In 2020, the national conversation spotlighted racism and racial disparities in healthcare. The coronavirus pandemic’s impact on communities of color was dire. It highlighted even more the fact that payers and providers needed to work together to eliminate racial disparities in healthcare.

Diversifying business partnerships is one element of that effort, but payers have leveraged other strategies as well.

For example, Blue Cross and Blue Shield of Illinois (BCBSIL) sought to increase health equity through a partnership with hospitals statewide. The Health Equity Hospital Quality Incentive Pilot Program aims to serve hospitals that care for large quantities of BCBSIL members, who tend to be at high risk of contracting coronavirus.

The program will also focus on diversifying the provider staff and ensuring positive healthcare outcomes for minority patients.

READ MORE: COVID-19 Amplifies Racial Health Disparities for Coverage

“Even before COVID-19, we knew that to change the way health care is delivered to minority communities, we needed to team with and support our providers,” Salma Khaleq, vice president of Provider Strategy and Partnerships for Blue Cross and Blue Shield of Illinois, said when the payer announced the program.
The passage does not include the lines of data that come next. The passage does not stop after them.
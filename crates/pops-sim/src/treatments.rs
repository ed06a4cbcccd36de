//! Management treatments.
//!
//! | Kind        | On `start`                                    | While active         | On `end`              |
//! |-------------|-----------------------------------------------|----------------------|-----------------------|
//! | `Simple`    | remove treated S, E, I                        | –                    | –                     |
//! | `Pesticide` | move treated S, E, I into `resistant`         | –                    | resistant → S         |
//! | `Mortality` | –                                             | per-cell mortality rate override | –        |
//!
//! The treatment map holds a per-cell efficacy in `[0, 1]`.  Susceptible
//! hosts are always treated by ratio, `floor(S × map)`.  Infected and
//! exposed hosts follow the [`TreatmentApplication`].

use std::fmt;
use std::str::FromStr;

use serde::{Deserialize, Serialize};

use pops_core::{Cell, Date, Grid, GridAccess};

use crate::{HostPool, SimError, SimResult};

// ── TreatmentApplication ──────────────────────────────────────────────────────

#[derive(Copy, Clone, PartialEq, Eq, Debug, Default, Serialize, Deserialize)]
#[serde(try_from = "String", into = "String")]
pub enum TreatmentApplication {
    /// Treat `floor(count × map)` hosts.
    #[default]
    Ratio,
    /// Treat every host in cells where `map > 0`.
    AllInfectedInCell,
}

impl TreatmentApplication {
    fn treated(self, count: i32, efficacy: f64) -> i32 {
        match self {
            TreatmentApplication::Ratio => (count as f64 * efficacy).floor() as i32,
            TreatmentApplication::AllInfectedInCell => {
                if efficacy > 0.0 { count } else { 0 }
            }
        }
    }

    pub fn as_str(self) -> &'static str {
        match self {
            TreatmentApplication::Ratio => "ratio",
            TreatmentApplication::AllInfectedInCell => "all_infected_in_cell",
        }
    }
}

impl fmt::Display for TreatmentApplication {
    fn fmt(&self, f: &mut fmt::Formatter<'_>) -> fmt::Result {
        f.write_str(self.as_str())
    }
}

impl FromStr for TreatmentApplication {
    type Err = SimError;

    fn from_str(s: &str) -> Result<Self, SimError> {
        match s.trim() {
            "ratio" | "ratio_to_all" => Ok(TreatmentApplication::Ratio),
            "all_infected_in_cell" | "all infected" => Ok(TreatmentApplication::AllInfectedInCell),
            other => Err(SimError::Parse(format!("unknown treatment application {other:?}"))),
        }
    }
}

impl TryFrom<String> for TreatmentApplication {
    type Error = SimError;
    fn try_from(s: String) -> Result<Self, SimError> {
        s.parse()
    }
}

impl From<TreatmentApplication> for String {
    fn from(a: TreatmentApplication) -> String {
        a.as_str().to_owned()
    }
}

// ── Treatment ─────────────────────────────────────────────────────────────────

#[derive(Copy, Clone, PartialEq, Eq, Debug, Serialize, Deserialize)]
#[serde(rename_all = "snake_case")]
pub enum TreatmentKind {
    Simple,
    Pesticide,
    Mortality,
}

#[derive(Clone, Debug, PartialEq)]
pub struct Treatment {
    pub start:       Date,
    pub end:         Date,
    pub kind:        TreatmentKind,
    pub application: TreatmentApplication,
    pub map:         Grid<f64>,
}

impl Treatment {
    /// One-off removal on `date`.
    pub fn simple(date: Date, map: Grid<f64>, application: TreatmentApplication) -> Self {
        Self { start: date, end: date, kind: TreatmentKind::Simple, application, map }
    }

    /// Protection from `start` until `end`.
    pub fn pesticide(start: Date, end: Date, map: Grid<f64>, application: TreatmentApplication) -> Self {
        Self { start, end, kind: TreatmentKind::Pesticide, application, map }
    }

    /// Mortality rate override between `start` and `end` (inclusive).
    pub fn mortality(start: Date, end: Date, rates: Grid<f64>) -> Self {
        Self { start, end, kind: TreatmentKind::Mortality, application: TreatmentApplication::Ratio, map: rates }
    }

    pub fn is_active_on(&self, date: Date) -> bool {
        self.start <= date && date <= self.end
    }

    fn efficacy(&self, cell: Cell) -> f64 {
        self.map[cell]
    }
}

/// Start or end of a pesticide treatment.
#[derive(Copy, Clone, Debug)]
pub enum PesticideEvent<'a> {
    Start(&'a Treatment),
    End(&'a Treatment),
}

// ── Treatments ────────────────────────────────────────────────────────────────

#[derive(Clone, Debug, Default)]
pub struct Treatments {
    items: Vec<Treatment>,
}

impl Treatments {
    pub fn new() -> Self {
        Self::default()
    }

    /// Add a treatment.  Efficacies must be finite and within `[0, 1]`,
    /// and the window must not be inverted.
    pub fn push(&mut self, t: Treatment) -> SimResult<&mut Self> {
        if t.end < t.start {
            return Err(SimError::Config(format!("treatment ends {} before it starts {}", t.end, t.start)));
        }
        if let Some(v) = t.map.iter().find(|v| !(v.is_finite() && (0.0..=1.0).contains(*v))) {
            return Err(SimError::Config(format!("treatment map value {v} outside [0, 1]")));
        }
        self.items.push(t);
        Ok(self)
    }

    pub fn len(&self) -> usize {
        self.items.len()
    }

    pub fn is_empty(&self) -> bool {
        self.items.is_empty()
    }

    pub fn iter(&self) -> std::slice::Iter<'_, Treatment> {
        self.items.iter()
    }

    /// Every map must match the host grid.
    pub(crate) fn check_shape(&self, rows: usize, cols: usize) -> SimResult<()> {
        for t in &self.items {
            if t.map.rows() != rows || t.map.cols() != cols {
                return Err(SimError::ShapeMismatch {
                    what: "treatment map",
                    rows,
                    cols,
                    got_rows: t.map.rows(),
                    got_cols: t.map.cols(),
                });
            }
        }
        Ok(())
    }

    /// Simple treatments applied on `date`.
    pub fn removal_on(&self, date: Date) -> impl Iterator<Item = &Treatment> + '_ {
        self.items.iter().filter(move |t| t.kind == TreatmentKind::Simple && t.start == date)
    }

    /// Pesticide treatments starting or ending on `date`, starts first.
    pub fn pesticide_events_on(&self, date: Date) -> Vec<PesticideEvent<'_>> {
        let pesticides = self.items.iter().filter(|t| t.kind == TreatmentKind::Pesticide);
        let starts = pesticides.clone().filter(|t| t.start == date).map(PesticideEvent::Start);
        let ends = pesticides.filter(|t| t.end == date).map(PesticideEvent::End);
        starts.chain(ends).collect()
    }

    /// Mortality rate set by the most recently added active mortality
    /// treatment covering `cell`, if any.
    pub fn mortality_override(&self, date: Date, cell: Cell) -> Option<f64> {
        self.items
            .iter()
            .rev()
            .filter(|t| t.kind == TreatmentKind::Mortality && t.is_active_on(date))
            .map(|t| t.efficacy(cell))
            .find(|&rate| rate > 0.0)
    }

    /// Apply every removal and pesticide event due on `date`.  Returns the
    /// number of hosts removed from the population.
    pub(crate) fn apply_on(&self, date: Date, hosts: &mut HostPool) -> u64 {
        let mut removed = 0;
        for t in self.removal_on(date) {
            removed += apply_removal(t, hosts);
        }
        for event in self.pesticide_events_on(date) {
            match event {
                PesticideEvent::Start(t) => protect(t, hosts),
                PesticideEvent::End(t) => release(t, hosts),
            }
        }
        removed
    }
}

fn apply_removal(t: &Treatment, hosts: &mut HostPool) -> u64 {
    let mut removed = 0u64;
    for cell in t.map.iter_cells() {
        let m = t.efficacy(cell);
        if m <= 0.0 {
            continue;
        }
        let s = TreatmentApplication::Ratio.treated(hosts.susceptible[cell], m);
        hosts.susceptible[cell] -= s;
        let e = t.application.treated(hosts.exposed_at(cell), m);
        let e = hosts.take_exposed(cell, e);
        let i = t.application.treated(hosts.infected[cell], m);
        let i: i32 = hosts.take_infected(cell, i).iter().sum();
        removed += (s + e + i) as u64;
    }
    removed
}

fn protect(t: &Treatment, hosts: &mut HostPool) {
    for cell in t.map.iter_cells() {
        let m = t.efficacy(cell);
        if m <= 0.0 {
            continue;
        }
        let s = TreatmentApplication::Ratio.treated(hosts.susceptible[cell], m);
        hosts.susceptible[cell] -= s;
        let e = t.application.treated(hosts.exposed_at(cell), m);
        let e = hosts.take_exposed(cell, e);
        let i = t.application.treated(hosts.infected[cell], m);
        let i: i32 = hosts.take_infected(cell, i).iter().sum();
        hosts.resistant[cell] += s + e + i;
    }
}

fn release(t: &Treatment, hosts: &mut HostPool) {
    for cell in t.map.iter_cells() {
        if t.efficacy(cell) > 0.0 {
            hosts.susceptible[cell] += hosts.resistant[cell];
            hosts.resistant[cell] = 0;
        }
    }
}
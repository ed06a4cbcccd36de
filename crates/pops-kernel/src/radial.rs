//! Distance-and-bearing dispersal.
//!
//! A disperser travels `|d|` map units, where `d` is drawn from a
//! [`Distribution`], along a bearing `θ` measured clockwise from north.
//! The bearing is uniform unless a compass direction with positive
//! concentration `kappa` is configured, in which case it follows a
//! von Mises law centred on that direction.

use std::f64::consts::{PI, TAU};

use pops_core::{Direction, SimRng};

use crate::{DispersalKernel, Distribution, KernelError, KernelResult, Origin};

/// Concentrations at or below this are treated as isotropic.
const KAPPA_EPSILON: f64 = 1e-6;

/// A sampled move before it is snapped to the grid.
#[derive(Copy, Clone, Debug, PartialEq)]
pub struct Displacement {
    /// Radians clockwise from north, in `[0, 2π)`.
    pub angle:    f64,
    /// Map units, never negative.
    pub distance: f64,
}

#[derive(Clone, Debug)]
pub struct RadialKernel {
    distribution: Distribution,
    ew_res:       f64,
    ns_res:       f64,
    /// `(mu, kappa)` when the bearing is biased.
    bias:         Option<(f64, f64)>,
}

impl RadialKernel {
    /// `ew_res` / `ns_res` convert map units to columns and rows.
    pub fn new(distribution: Distribution, ew_res: f64, ns_res: f64) -> KernelResult<Self> {
        for (name, value) in [("ew_res", ew_res), ("ns_res", ns_res)] {
            if !(value.is_finite() && value > 0.0) {
                return Err(KernelError::InvalidParameter { law: "radial", name, value });
            }
        }
        Ok(Self { distribution, ew_res, ns_res, bias: None })
    }

    /// Bias bearings toward `direction` with concentration `kappa`.
    ///
    /// `Direction::None` or a negligible `kappa` leaves bearings uniform.
    pub fn with_direction(mut self, direction: Direction, kappa: f64) -> KernelResult<Self> {
        if !kappa.is_finite() || kappa < 0.0 {
            return Err(KernelError::InvalidParameter { law: "von-mises", name: "kappa", value: kappa });
        }
        self.bias = match direction.radians() {
            Some(mu) if kappa > KAPPA_EPSILON => Some((mu, kappa)),
            _ => None,
        };
        Ok(self)
    }

    pub fn distribution(&self) -> &Distribution {
        &self.distribution
    }

    pub fn sample_displacement(&self, rng: &mut SimRng) -> Displacement {
        let distance = self.distribution.sample(rng).abs();
        let angle = match self.bias {
            Some((mu, kappa)) => von_mises(rng, mu, kappa),
            None => TAU * rng.uniform(),
        };
        Displacement { angle, distance }
    }

    /// Snap a displacement from `(row, col)` to a cell.  Rows grow southward.
    pub fn offset(&self, row: i64, col: i64, d: Displacement) -> (i64, i64) {
        let d_row = (d.distance * d.angle.cos() / self.ns_res).round();
        let d_col = (d.distance * d.angle.sin() / self.ew_res).round();
        (saturating_offset(row, -d_row), saturating_offset(col, d_col))
    }
}

impl DispersalKernel for RadialKernel {
    fn sample(&mut self, rng: &mut SimRng, origin: Origin) -> (i64, i64) {
        let d = self.sample_displacement(rng);
        self.offset(origin.row, origin.col, d)
    }
}

/// Add a rounded float step, saturating instead of overflowing on huge
/// (heavy-tailed) distances.
fn saturating_offset(base: i64, step: f64) -> i64 {
    if step.is_nan() {
        return base;
    }
    // `as` saturates at the i64 range.
    base.saturating_add(step as i64)
}

/// Von Mises variate with mean `mu` and concentration `kappa`, wrapped to
/// `[0, 2π)`.  Best & Fisher (1979) rejection sampler.
pub fn von_mises(rng: &mut SimRng, mu: f64, kappa: f64) -> f64 {
    if kappa <= KAPPA_EPSILON {
        return TAU * rng.uniform();
    }
    let a = 1.0 + (1.0 + 4.0 * kappa * kappa).sqrt();
    let b = (a - (2.0 * a).sqrt()) / (2.0 * kappa);
    let r = (1.0 + b * b) / (2.0 * b);
    let f = loop {
        let z = (PI * rng.uniform()).cos();
        let f = (1.0 + r * z) / (r + z);
        let c = kappa * (r - f);
        let u = 1.0 - rng.uniform();
        if u < c * (2.0 - c) || (c / u).ln() + 1.0 - c >= 0.0 {
            break f;
        }
    };
    let sign = if rng.uniform() < 0.5 { -1.0 } else { 1.0 };
    let theta = mu + sign * f.clamp(-1.0, 1.0).acos();
    theta.rem_euclid(TAU)
}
“By increasing provider capacity and capabilities to deliver care that is more equitable and more responsive to the social determinants of health, we are aiming to make demonstrable progress, which is long overdue.”

Payers also made blunders during the coronavirus pandemic related to decreasing racial healthcare disparities.

When schools began to reopen in New York, for example, payers refused to cover coronavirus tests unless the tests were ordered by a provider for a medical diagnosis. Payers argued that school-required testing fell under occupational testing and, therefore, it was not their responsibility to cover it.

Byron W. Brown, mayor of Buffalo, New York, noted that these policies would directly impact communities of color, as testing sites in minority communities often only accept payer reimbursement.

“The fact that your companies are ignoring the racial equity dimensions to the decision after a summer of racial unrest is the most distressing consequence of your actions,” Brown wrote in a letter to local payers which he published on Twitter.

Additionally, some technological innovations that payers used respond to the coronavirus  deepened healthcare disparities, a PricewaterhouseCoopers (PwC) report showed. Whereas 49 percent of white consumers had technical issues during a virtual healthcare visit, 66 percent of Black consumers and 65 percent of Latinx consumers reported having issues.

“Thrust outside its comfort zone, the healthcare system in 2021 should not regress,” the researchers urged.

"The industry will have to balance the challenges of pressing for innovations while battling the uncertainty of a deadly pandemic and the economy. It should work to right the wrongs of institutional inequities that have disadvantaged communities of color, whether through COVID-19 or through basic lack of access to care.”